Task to carry out – What is needed is an exact printout of all the data.

Stored items:
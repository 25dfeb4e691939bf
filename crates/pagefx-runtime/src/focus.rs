#![forbid(unsafe_code)]

//! Focus ring on interactive elements.

use pagefx_core::{Document, ElementId, Selector};

use crate::config::FocusConfig;
use crate::error::Result;

#[derive(Debug, Clone)]
pub struct FocusRing {
    focusable: Selector,
    ring_classes: String,
}

impl FocusRing {
    #[must_use]
    pub fn new(config: &FocusConfig) -> Self {
        Self {
            focusable: Selector::any_tag(config.focusable_tags.iter().map(String::as_str)),
            ring_classes: config.ring_classes.clone(),
        }
    }

    /// Whether `element` gets a ring.
    #[must_use]
    pub fn applies_to<D: Document + ?Sized>(&self, doc: &D, element: ElementId) -> bool {
        doc.matches(element, &self.focusable)
    }

    pub fn on_focus<D: Document + ?Sized>(&self, doc: &mut D, target: ElementId) -> Result<()> {
        if self.applies_to(doc, target) {
            doc.add_classes(target, &self.ring_classes)?;
        }
        Ok(())
    }

    pub fn on_blur<D: Document + ?Sized>(&self, doc: &mut D, target: ElementId) -> Result<()> {
        if self.applies_to(doc, target) {
            doc.remove_classes(target, &self.ring_classes)?;
        }
        Ok(())
    }
}
#![forbid(unsafe_code)]

//! The page runtime: every component wired to one document, one store and
//! one scheduler.
//!
//! # Host loop
//!
//! The host drives the runtime with page time:
//!
//! 1. [`PageRuntime::boot`] once the document is ready.
//! 2. [`PageRuntime::handle_event`] for every DOM event.
//! 3. [`PageRuntime::handle_intersections`] for observer batches, or
//!    [`PageRuntime::observe`] to sample geometry directly.
//! 4. [`PageRuntime::advance`] when a timer may be due.
//! 5. [`PageRuntime::animation_frame`] once per rendered frame while
//!    [`PageRuntime::wants_frame`] is true.
//! 6. [`PageRuntime::teardown`] when the page goes away.
//!
//! # Failure Modes
//!
//! Each handler and task runs in isolation: a failing one is logged, counted
//! in [`PageRuntime::faults`], and the rest of the event or batch still runs.

use std::time::Duration;

use pagefx_core::storage::KeyValueStore;
use pagefx_core::{
    BehaviorTags, Document, ElementId, EventOutcome, FormFields, IntersectionEntry, KeyPress,
    PageEvent, Selector,
};

use crate::config::PageConfig;
use crate::counter::CounterAnimator;
use crate::error::{PageError, Result};
use crate::focus::FocusRing;
use crate::form::{ContactForm, SubmitOutcome};
use crate::keyboard::{Shortcut, shortcut_for};
use crate::lazy_image::LazyImages;
use crate::loading::LoadingScreen;
use crate::menu::MobileMenu;
use crate::notification::{NotificationCenter, NotificationId, Severity};
use crate::reveal::RevealAnimator;
use crate::scheduler::{Due, Scheduler};
use crate::scroll::ScrollIndicators;
use crate::task::Task;
use crate::theme::{Theme, ThemeController};
use crate::typewriter::Typewriter;
use crate::visibility::{ActivationEvent, VisibilityWatcher, WatcherOptions};

/// Elements registered at boot, for hosts that wire real observers.
#[derive(Clone, Debug, Default, PartialEq, Eq)]
pub struct BootReport {
    /// Reveal elements, in document order.
    pub reveal: Vec<ElementId>,
    /// Deferred images, in document order.
    pub lazy_images: Vec<ElementId>,
}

Task output –
repository 25dfeb4e691939bf
filename crates/pagefx-runtime/src/focus.rs
#![forbid(unsafe_code)]

//! Focus ring on interactive elements.

use pagefx_core::{Document, ElementId, Selector};

use crate::config::FocusConfig;
use crate::error::Result;

#[derive(Debug, Clone)]
pub struct FocusRing {
    focusable: Selector,
    ring_classes: String,
}

impl FocusRing {
    #[must_use]
    pub fn new(config: &FocusConfig) -> Self {
        Self {
            focusable: Selector::any_tag(config.focusable_tags.iter().map(String::as_str)),
            ring_classes: config.ring_classes.clone(),
        }
    }

    /// Whether `element` gets a ring.
    #[must_use]
    pub fn applies_to<D: Document + ?Sized>(&self, doc: &D, element: ElementId) -> bool {
        doc.matches(element, &self.focusable)
    }

    pub fn on_focus<D: Document + ?Sized>(&self, doc: &mut D, target: ElementId) -> Result<()> {
        if self.applies_to(doc, target) {
            doc.add_classes(target, &self.ring_classes)?;
        }
        Ok(())
    }

    pub fn on_blur<D: Document + ?Sized>(&self, doc: &mut D, target: ElementId) -> Result<()> {
        if self.applies_to(doc, target) {
            doc.remove_classes(target, &self.ring_classes)?;
        }
        Ok(())
    }
}
#![forbid(unsafe_code)]

//! The page runtime: every component wired to one document, one store and
//! one scheduler.
//!
//! # Host loop
//!
//! The host drives the runtime with page time:
//!
//! 1. [`PageRuntime::boot`] once the document is ready.
//! 2. [`PageRuntime::handle_event`] for every DOM event.
//! 3. [`PageRuntime::handle_intersections`] for observer batches, or
//!    [`PageRuntime::observe`] to sample geometry directly.
//! 4. [`PageRuntime::advance`] when a timer may be due.
//! 5. [`PageRuntime::animation_frame`] once per rendered frame while
//!    [`PageRuntime::wants_frame`] is true.
//! 6. [`PageRuntime::teardown`] when the page goes away.
//!
//! # Failure Modes
//!
//! Each handler and task runs in isolation: a failing one is logged, counted
//! in [`PageRuntime::faults`], and the rest of the event or batch still runs.

use std::time::Duration;

use pagefx_core::storage::KeyValueStore;
use pagefx_core::{
    BehaviorTags, Document, ElementId, EventOutcome, FormFields, IntersectionEntry, KeyPress,
    PageEvent, Selector,
};

use crate::config::PageConfig;
use crate::counter::CounterAnimator;
use crate::error::{PageError, Result};
use crate::focus::FocusRing;
use crate::form::{ContactForm, SubmitOutcome};
use crate::keyboard::{Shortcut, shortcut_for};
use crate::lazy_image::LazyImages;
use crate::loading::LoadingScreen;
use crate::menu::MobileMenu;
use crate::notification::{NotificationCenter, NotificationId, Severity};
use crate::reveal::RevealAnimator;
use crate::scheduler::{Due, Scheduler};
use crate::scroll::ScrollIndicators;
use crate::task::Task;
use crate::theme::{Theme, ThemeController};
use crate::typewriter::Typewriter;
use crate::visibility::{ActivationEvent, VisibilityWatcher, WatcherOptions};

/// Elements registered at boot, for hosts that wire real observers.
#[derive(Clone, Debug, Default, PartialEq, Eq)]
pub struct BootReport {
    /// Reveal elements, in document order.
    pub reveal: Vec<ElementId>,
    /// Deferred images, in document order.
    pub lazy_images: Vec<ElementId>,
}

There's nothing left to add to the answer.